======== Data for this exercise

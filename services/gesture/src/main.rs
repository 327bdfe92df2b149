//! Gesture Dispatch CLI
//!
//! `run` consumes hand-landmark frames from stdin and dispatches commands on
//! confirmed gestures; `dispatch` runs a single action directly, bypassing the
//! gesture pipeline.

mod clipboard;
mod context;
mod frames;
mod sink;

use anyhow::{Context, Result, bail};
use clap::{Parser, Subcommand};
use clipboard::{Clipboard, SystemClipboard};
use context::PromptContext;
use gesture_core::{
    CommandCatalog, CommandDispatcher, ContextSource, Dispatched, GesturePipeline, SessionOutcome,
    StreamConsumer, command::FALLBACK_CONTEXT,
};
use sink::ConsoleSink;
use std::{
    path::PathBuf,
    sync::Arc,
    time::{Duration, Instant},
};
use tokio::io::BufReader;
use tracing::{Level, info, warn};

#[derive(Debug, Parser)]
#[command(name = "gesture-dispatch", version, about = "Hand gestures to streamed LLM commands")]
struct Cli {
    /// Relay chat endpoint.
    #[arg(long, env = "RELAY_URL", default_value = "http://localhost:3000/api/chat", global = true)]
    relay_url: String,

    /// Directory of `<action>.md` files overriding the built-in prompt templates.
    #[arg(long, env = "PROMPTS_PATH", global = true)]
    prompts_path: Option<PathBuf>,

    /// Abandon a stream after this many seconds without data.
    #[arg(long, env = "STALL_TIMEOUT_SECS", global = true)]
    stall_timeout_secs: Option<u64>,

    /// File whose contents are substituted into prompts. Defaults to the
    /// clipboard.
    #[arg(long, env = "CONTEXT_FILE", global = true)]
    context_file: Option<PathBuf>,

    /// Leave the system clipboard alone.
    #[arg(long, env = "NO_CLIPBOARD", global = true)]
    no_clipboard: bool,

    #[arg(long, env = "RUST_LOG", default_value = "info", global = true)]
    log_level: Level,

    #[command(subcommand)]
    command: Command,
}

#[derive(Debug, Subcommand)]
enum Command {
    /// Read newline-delimited JSON frames from stdin.
    Run {
        /// How long a gesture must be held before it fires.
        #[arg(long, env = "HOLD_MS", default_value_t = 800)]
        hold_ms: u64,
    },
    /// Run one action (`fix`, `explain`, `commit`, `test` or `stop`).
    Dispatch { action: String },
}

fn build_dispatcher(cli: &Cli, console: Arc<ConsoleSink<std::io::Stdout>>) -> Result<CommandDispatcher> {
    let mut catalog = CommandCatalog::default();
    if let Some(dir) = &cli.prompts_path {
        catalog = catalog
            .with_prompt_overrides(dir)
            .context("Failed to load prompt overrides")?;
    }
    let consumer = StreamConsumer::new(cli.relay_url.clone())
        .with_stall_timeout(cli.stall_timeout_secs.map(Duration::from_secs));
    Ok(CommandDispatcher::new(catalog, Arc::new(consumer), console))
}

async fn run_pipeline(
    dispatcher: CommandDispatcher,
    context: PromptContext,
    console: &ConsoleSink<std::io::Stdout>,
    hold: Duration,
) -> Result<()> {
    let base = Instant::now();
    let mut pipeline = GesturePipeline::new(dispatcher, context, hold, base);
    console.activity(&format!("Listening for gestures (hold {} ms)", hold.as_millis()));

    let stdin = BufReader::new(tokio::io::stdin());
    let summary = frames::run_frames(stdin, &mut pipeline, console, base).await?;
    info!(
        frames = summary.frames,
        skipped = summary.skipped,
        fired = summary.fired,
        peak_progress = summary.peak_progress,
        "Frame input closed"
    );
    Ok(())
}

async fn run_dispatch(
    dispatcher: CommandDispatcher,
    context: PromptContext,
    action: &str,
) -> Result<()> {
    let context = context
        .read_context()
        .filter(|c| !c.trim().is_empty())
        .unwrap_or_else(|| FALLBACK_CONTEXT.to_string());

    match dispatcher.dispatch(action, &context)? {
        Dispatched::Started(handle) => match handle.outcome().await? {
            SessionOutcome::Completed(_) => Ok(()),
            SessionOutcome::Fallback(_) => {
                warn!("Relay unavailable; printed cached result");
                Ok(())
            }
            SessionOutcome::Cancelled => bail!("session was cancelled"),
        },
        Dispatched::Stopped { .. } => Ok(()),
    }
}

#[tokio::main]
async fn main() -> Result<()> {
    dotenvy::dotenv().ok();
    let cli = Cli::parse();

    tracing_subscriber::fmt()
        .with_max_level(cli.log_level)
        .with_timer(tracing_subscriber::fmt::time::ChronoLocal::rfc_3339())
        .with_writer(std::io::stderr)
        .init();
    info!(relay_url = %cli.relay_url, "Starting gesture dispatch");

    let clipboard: Option<Arc<dyn Clipboard>> = if cli.no_clipboard {
        None
    } else {
        let detected = SystemClipboard::detect();
        if detected.is_none() {
            warn!("No display detected; results will not be copied to the clipboard");
        }
        detected.map(|c| Arc::new(c) as Arc<dyn Clipboard>)
    };

    let console = Arc::new(ConsoleSink::stdout().with_clipboard(clipboard.clone()));
    let dispatcher = build_dispatcher(&cli, console.clone())?;
    let context = PromptContext::new(cli.context_file.clone(), clipboard);

    match &cli.command {
        Command::Run { hold_ms } => {
            run_pipeline(dispatcher, context, &console, Duration::from_millis(*hold_ms)).await
        }
        Command::Dispatch { action } => run_dispatch(dispatcher, context, action).await,
    }
}

#[cfg(test)]
mod tests {
    use super::*;

    #[test]
    fn test_cli_parses_run_and_dispatch() {
        let cli = Cli::try_parse_from(["gesture-dispatch", "run", "--hold-ms", "500"]).unwrap();
        assert!(matches!(cli.command, Command::Run { hold_ms: 500 }));

        let cli = Cli::try_parse_from([
            "gesture-dispatch",
            "dispatch",
            "explain",
            "--relay-url",
            "http://127.0.0.1:9000/api/chat",
            "--stall-timeout-secs",
            "10",
        ])
        .unwrap();
        assert!(matches!(&cli.command, Command::Dispatch { action } if action == "explain"));
        assert_eq!(cli.relay_url, "http://127.0.0.1:9000/api/chat");
        assert_eq!(cli.stall_timeout_secs, Some(10));
        assert!(!cli.no_clipboard);

        let cli = Cli::try_parse_from(["gesture-dispatch", "--no-clipboard", "run"]).unwrap();
        assert!(cli.no_clipboard);
    }

    #[test]
    fn test_cli_rejects_bad_log_level() {
        assert!(
            Cli::try_parse_from(["gesture-dispatch", "--log-level", "loud", "run"]).is_err()
        );
    }
}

================

A complete, exact transcription of the data above is required.

filename services/gesture/src/main.rs
repository 327bdfe92df2b149
//! Gesture Dispatch CLI
//!
//! `run` consumes hand-landmark frames from stdin and dispatches commands on
//! confirmed gestures; `dispatch` runs a single action directly, bypassing the
//! gesture pipeline.

mod clipboard;
mod context;
mod frames;
mod sink;

use anyhow::{Context, Result, bail};
use clap::{Parser, Subcommand};
use clipboard::{Clipboard, SystemClipboard};
use context::PromptContext;
use gesture_core::{
    CommandCatalog, CommandDispatcher, ContextSource, Dispatched, GesturePipeline, SessionOutcome,
    StreamConsumer, command::FALLBACK_CONTEXT,
};
use sink::ConsoleSink;
use std::{
    path::PathBuf,
    sync::Arc,
    time::{Duration, Instant},
};
use tokio::io::BufReader;
use tracing::{Level, info, warn};

#[derive(Debug, Parser)]
#[command(name = "gesture-dispatch", version, about = "Hand gestures to streamed LLM commands")]
struct Cli {
    /// Relay chat endpoint.
    #[arg(long, env = "RELAY_URL", default_value = "http://localhost:3000/api/chat", global = true)]
    relay_url: String,

    /// Directory of `<action>.md` files overriding the built-in prompt templates.
    #[arg(long, env = "PROMPTS_PATH", global = true)]
    prompts_path: Option<PathBuf>,

    /// Abandon a stream after this many seconds without data.
    #[arg(long, env = "STALL_TIMEOUT_SECS", global = true)]
    stall_timeout_secs: Option<u64>,

    /// File whose contents are substituted into prompts. Defaults to the
    /// clipboard.
    #[arg(long, env = "CONTEXT_FILE", global = true)]
    context_file: Option<PathBuf>,

    /// Leave the system clipboard alone.
    #[arg(long, env = "NO_CLIPBOARD", global = true)]
    no_clipboard: bool,

    #[arg(long, env = "RUST_LOG", default_value = "info", global = true)]
    log_level: Level,

    #[command(subcommand)]
    command: Command,
}

#[derive(Debug, Subcommand)]
enum Command {
    /// Read newline-delimited JSON frames from stdin.
    Run {
        /// How long a gesture must be held before it fires.
        #[arg(long, env = "HOLD_MS", default_value_t = 800)]
        hold_ms: u64,
    },
    /// Run one action (`fix`, `explain`, `commit`, `test` or `stop`).
    Dispatch { action: String },
}

fn build_dispatcher(cli: &Cli, console: Arc<ConsoleSink<std::io::Stdout>>) -> Result<CommandDispatcher> {
    let mut catalog = CommandCatalog::default();
    if let Some(dir) = &cli.prompts_path {
        catalog = catalog
            .with_prompt_overrides(dir)
            .context("Failed to load prompt overrides")?;
    }
    let consumer = StreamConsumer::new(cli.relay_url.clone())
        .with_stall_timeout(cli.stall_timeout_secs.map(Duration::from_secs));
    Ok(CommandDispatcher::new(catalog, Arc::new(consumer), console))
}

async fn run_pipeline(
    dispatcher: CommandDispatcher,
    context: PromptContext,
    console: &ConsoleSink<std::io::Stdout>,
    hold: Duration,
) -> Result<()> {
    let base = Instant::now();
    let mut pipeline = GesturePipeline::new(dispatcher, context, hold, base);
    console.activity(&format!("Listening for gestures (hold {} ms)", hold.as_millis()));

    let stdin = BufReader::new(tokio::io::stdin());
    let summary = frames::run_frames(stdin, &mut pipeline, console, base).await?;
    info!(
        frames = summary.frames,
        skipped = summary.skipped,
        fired = summary.fired,
        peak_progress = summary.peak_progress,
        "Frame input closed"
    );
    Ok(())
}

async fn run_dispatch(
    dispatcher: CommandDispatcher,
    context: PromptContext,
    action: &str,
) -> Result<()> {
    let context = context
        .read_context()
        .filter(|c| !c.trim().is_empty())
        .unwrap_or_else(|| FALLBACK_CONTEXT.to_string());

    match dispatcher.dispatch(action, &context)? {
        Dispatched::Started(handle) => match handle.outcome().await? {
            SessionOutcome::Completed(_) => Ok(()),
            SessionOutcome::Fallback(_) => {
                warn!("Relay unavailable; printed cached result");
                Ok(())
            }
            SessionOutcome::Cancelled => bail!("session was cancelled"),
        },
        Dispatched::Stopped { .. } => Ok(()),
    }
}

#[tokio::main]
async fn main() -> Result<()> {
    dotenvy::dotenv().ok();
    let cli = Cli::parse();

    tracing_subscriber::fmt()
        .with_max_level(cli.log_level)
        .with_timer(tracing_subscriber::fmt::time::ChronoLocal::rfc_3339())
        .with_writer(std::io::stderr)
        .init();
    info!(relay_url = %cli.relay_url, "Starting gesture dispatch");

    let clipboard: Option<Arc<dyn Clipboard>> = if cli.no_clipboard {
        None
    } else {
        let detected = SystemClipboard::detect();
        if detected.is_none() {
            warn!("No display detected; results will not be copied to the clipboard");
        }
        detected.map(|c| Arc::new(c) as Arc<dyn Clipboard>)
    };

    let console = Arc::new(ConsoleSink::stdout().with_clipboard(clipboard.clone()));
    let dispatcher = build_dispatcher(&cli, console.clone())?;
    let context = PromptContext::new(cli.context_file.clone(), clipboard);

    match &cli.command {
        Command::Run { hold_ms } => {
            run_pipeline(dispatcher, context, &console, Duration::from_millis(*hold_ms)).await
        }
        Command::Dispatch { action } => run_dispatch(dispatcher, context, action).await,
    }
}

#[cfg(test)]
mod tests {
    use super::*;

    #[test]
    fn test_cli_parses_run_and_dispatch() {
        let cli = Cli::try_parse_from(["gesture-dispatch", "run", "--hold-ms", "500"]).unwrap();
        assert!(matches!(cli.command, Command::Run { hold_ms: 500 }));

        let cli = Cli::try_parse_from([
            "gesture-dispatch",
            "dispatch",
            "explain",
            "--relay-url",
            "http://127.0.0.1:9000/api/chat",
            "--stall-timeout-secs",
            "10",
        ])
        .unwrap();
        assert!(matches!(&cli.command, Command::Dispatch { action } if action == "explain"));
        assert_eq!(cli.relay_url, "http://127.0.0.1:9000/api/chat");
        assert_eq!(cli.stall_timeout_secs, Some(10));
        assert!(!cli.no_clipboard);

        let cli = Cli::try_parse_from(["gesture-dispatch", "--no-clipboard", "run"]).unwrap();
        assert!(cli.no_clipboard);
    }

    #[test]
    fn test_cli_rejects_bad_log_level() {
        assert!(
            Cli::try_parse_from(["gesture-dispatch", "--log-level", "loud", "run"]).is_err()
        );
    }
}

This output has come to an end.